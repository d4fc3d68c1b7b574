//! Diagnostics sink for conversion events.
//!
//! The orchestrator and the batch runner report everything they decide to a
//! [`ConversionObserver`] passed down by the caller: every adapter attempt,
//! every skip, every finished file and the final report. Nothing in the
//! library logs through global state except via [`TracingObserver`].
//!
//! # Example
//!
//! ```rust
//! use edgequake_office2pdf::{ConversionEvent, ConversionObserver};
//! use std::sync::atomic::{AtomicUsize, Ordering};
//!
//! #[derive(Default)]
//! struct CountFailures(AtomicUsize);
//!
//! impl ConversionObserver for CountFailures {
//!     fn record(&self, event: &ConversionEvent<'_>) {
//!         if let ConversionEvent::AttemptFailed { .. } = event {
//!             self.0.fetch_add(1, Ordering::Relaxed);
//!         }
//!     }
//! }
//! ```

use crate::error::AttemptError;
use crate::output::{FileOutcome, RunReport};
use std::path::Path;
use std::sync::Arc;
use tracing::{debug, info, warn};

/// One thing that happened during a run.
#[derive(Debug, Clone, Copy)]
pub enum ConversionEvent<'a> {
    /// Discovery finished; `total` files will be dispatched.
    BatchStarted { total: usize },
    /// `adapter` is about to be invoked for `source`.
    AttemptStarted { source: &'a Path, adapter: &'a str },
    /// `adapter` is not installed here and was passed over.
    AttemptUnavailable {
        source: &'a Path,
        adapter: &'a str,
        detail: &'a str,
    },
    /// `adapter` ran but did not produce a validated PDF.
    AttemptFailed {
        source: &'a Path,
        adapter: &'a str,
        error: &'a AttemptError,
    },
    /// `adapter` produced a validated PDF.
    AttemptSucceeded { source: &'a Path, adapter: &'a str },
    /// A file reached its final outcome (including skips and copies).
    FileFinished { file: &'a FileOutcome },
    /// The run is over.
    BatchFinished { report: &'a RunReport },
}

/// Receives [`ConversionEvent`]s.
///
/// Implementations must be `Send + Sync`: with concurrency above 1, events for
/// different files arrive from different tasks.
pub trait ConversionObserver: Send + Sync {
    fn record(&self, event: &ConversionEvent<'_>);

    /// Called once after `BatchFinished`.
    fn flush(&self) {}
}

/// Shared observer handle, as threaded through the runner.
pub type SharedObserver = Arc<dyn ConversionObserver>;

/// Discards everything.
pub struct NoopObserver;

impl ConversionObserver for NoopObserver {
    fn record(&self, _event: &ConversionEvent<'_>) {}
}

/// Turns every event into a structured `tracing` record.
///
/// Attempt chatter goes to `debug`, unavailable backends and failed attempts
/// to `warn`, per-file outcomes and the summary to `info`.
pub struct TracingObserver;

impl ConversionObserver for TracingObserver {
    fn record(&self, event: &ConversionEvent<'_>) {
        match *event {
            ConversionEvent::BatchStarted { total } => {
                info!(total, "Starting batch");
            }
            ConversionEvent::AttemptStarted { source, adapter } => {
                debug!(source = %source.display(), adapter, "Trying backend");
            }
            ConversionEvent::AttemptUnavailable {
                source,
                adapter,
                detail,
            } => {
                debug!(source = %source.display(), adapter, detail, "Backend unavailable");
            }
            ConversionEvent::AttemptFailed {
                source,
                adapter,
                error,
            } => {
                warn!(source = %source.display(), adapter, error = %error, "Backend failed");
            }
            ConversionEvent::AttemptSucceeded { source, adapter } => {
                debug!(source = %source.display(), adapter, "Backend succeeded");
            }
            ConversionEvent::FileFinished { file } => match &file.outcome {
                crate::output::ConversionOutcome::Failed { reason, attempts } => {
                    warn!(
                        source = %file.source.display(),
                        reason = %reason,
                        attempts = attempts.len(),
                        "Conversion failed"
                    );
                }
                crate::output::ConversionOutcome::Converted { adapter, .. } => {
                    info!(
                        source = %file.source.display(),
                        destination = %file.destination.display(),
                        adapter = %adapter,
                        ms = file.duration_ms,
                        "Converted"
                    );
                }
                other => {
                    info!(
                        source = %file.source.display(),
                        status = other.label(),
                        "{}",
                        other.label()
                    );
                }
            },
            ConversionEvent::BatchFinished { report } => {
                let s = &report.stats;
                info!(
                    converted = s.converted,
                    copied = s.copied,
                    skipped = s.skipped,
                    duplicates = s.duplicates,
                    failed = s.failed,
                    not_started = s.not_started,
                    ms = s.total_duration_ms,
                    cancelled = report.cancelled,
                    "Batch complete"
                );
                for path in report.failed_paths() {
                    warn!(source = %path.display(), "Failed file");
                }
            }
        }
    }
}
· · · · ·
About this task
All of the lines above must be returned exactly.

Written answer
repository d4fc3d68c1b7b574
//! Diagnostics sink for conversion events.
//!
//! The orchestrator and the batch runner report everything they decide to a
//! [`ConversionObserver`] passed down by the caller: every adapter attempt,
//! every skip, every finished file and the final report. Nothing in the
//! library logs through global state except via [`TracingObserver`].
//!
//! # Example
//!
//! ```rust
//! use edgequake_office2pdf::{ConversionEvent, ConversionObserver};
//! use std::sync::atomic::{AtomicUsize, Ordering};
//!
//! #[derive(Default)]
//! struct CountFailures(AtomicUsize);
//!
//! impl ConversionObserver for CountFailures {
//!     fn record(&self, event: &ConversionEvent<'_>) {
//!         if let ConversionEvent::AttemptFailed { .. } = event {
//!             self.0.fetch_add(1, Ordering::Relaxed);
//!         }
//!     }
//! }
//! ```

use crate::error::AttemptError;
use crate::output::{FileOutcome, RunReport};
use std::path::Path;
use std::sync::Arc;
use tracing::{debug, info, warn};

/// One thing that happened during a run.
#[derive(Debug, Clone, Copy)]
pub enum ConversionEvent<'a> {
    /// Discovery finished; `total` files will be dispatched.
    BatchStarted { total: usize },
    /// `adapter` is about to be invoked for `source`.
    AttemptStarted { source: &'a Path, adapter: &'a str },
    /// `adapter` is not installed here and was passed over.
    AttemptUnavailable {
        source: &'a Path,
        adapter: &'a str,
        detail: &'a str,
    },
    /// `adapter` ran but did not produce a validated PDF.
    AttemptFailed {
        source: &'a Path,
        adapter: &'a str,
        error: &'a AttemptError,
    },
    /// `adapter` produced a validated PDF.
    AttemptSucceeded { source: &'a Path, adapter: &'a str },
    /// A file reached its final outcome (including skips and copies).
    FileFinished { file: &'a FileOutcome },
    /// The run is over.
    BatchFinished { report: &'a RunReport },
}

/// Receives [`ConversionEvent`]s.
///
/// Implementations must be `Send + Sync`: with concurrency above 1, events for
/// different files arrive from different tasks.
pub trait ConversionObserver: Send + Sync {
    fn record(&self, event: &ConversionEvent<'_>);

    /// Called once after `BatchFinished`.
    fn flush(&self) {}
}

/// Shared observer handle, as threaded through the runner.
pub type SharedObserver = Arc<dyn ConversionObserver>;

/// Discards everything.
pub struct NoopObserver;

impl ConversionObserver for NoopObserver {
    fn record(&self, _event: &ConversionEvent<'_>) {}
}

/// Turns every event into a structured `tracing` record.
///
/// Attempt chatter goes to `debug`, unavailable backends and failed attempts
/// to `warn`, per-file outcomes and the summary to `info`.
pub struct TracingObserver;

impl ConversionObserver for TracingObserver {
    fn record(&self, event: &ConversionEvent<'_>) {
        match *event {
            ConversionEvent::BatchStarted { total } => {
                info!(total, "Starting batch");
            }
            ConversionEvent::AttemptStarted { source, adapter } => {
                debug!(source = %source.display(), adapter, "Trying backend");
            }
            ConversionEvent::AttemptUnavailable {
                source,
                adapter,
                detail,
            } => {
                debug!(source = %source.display(), adapter, detail, "Backend unavailable");
            }
            ConversionEvent::AttemptFailed {
                source,
                adapter,
                error,
            } => {
                warn!(source = %source.display(), adapter, error = %error, "Backend failed");
            }
            ConversionEvent::AttemptSucceeded { source, adapter } => {
                debug!(source = %source.display(), adapter, "Backend succeeded");
            }
            ConversionEvent::FileFinished { file } => match &file.outcome {
                crate::output::ConversionOutcome::Failed { reason, attempts } => {
                    warn!(
                        source = %file.source.display(),
                        reason = %reason,
                        attempts = attempts.len(),
                        "Conversion failed"
                    );
                }
                crate::output::ConversionOutcome::Converted { adapter, .. } => {
                    info!(
                        source = %file.source.display(),
                        destination = %file.destination.display(),
                        adapter = %adapter,
                        ms = file.duration_ms,
                        "Converted"
                    );
                }
                other => {
                    info!(
                        source = %file.source.display(),
                        status = other.label(),
                        "{}",
                        other.label()
                    );
                }
            },
            ConversionEvent::BatchFinished { report } => {
                let s = &report.stats;
                info!(
                    converted = s.converted,
                    copied = s.copied,
                    skipped = s.skipped,
                    duplicates = s.duplicates,
                    failed = s.failed,
                    not_started = s.not_started,
                    ms = s.total_duration_ms,
                    cancelled = report.cancelled,
                    "Batch complete"
                );
                for path in report.failed_paths() {
                    warn!(source = %path.display(), "Failed file");
                }
            }
        }
    }
}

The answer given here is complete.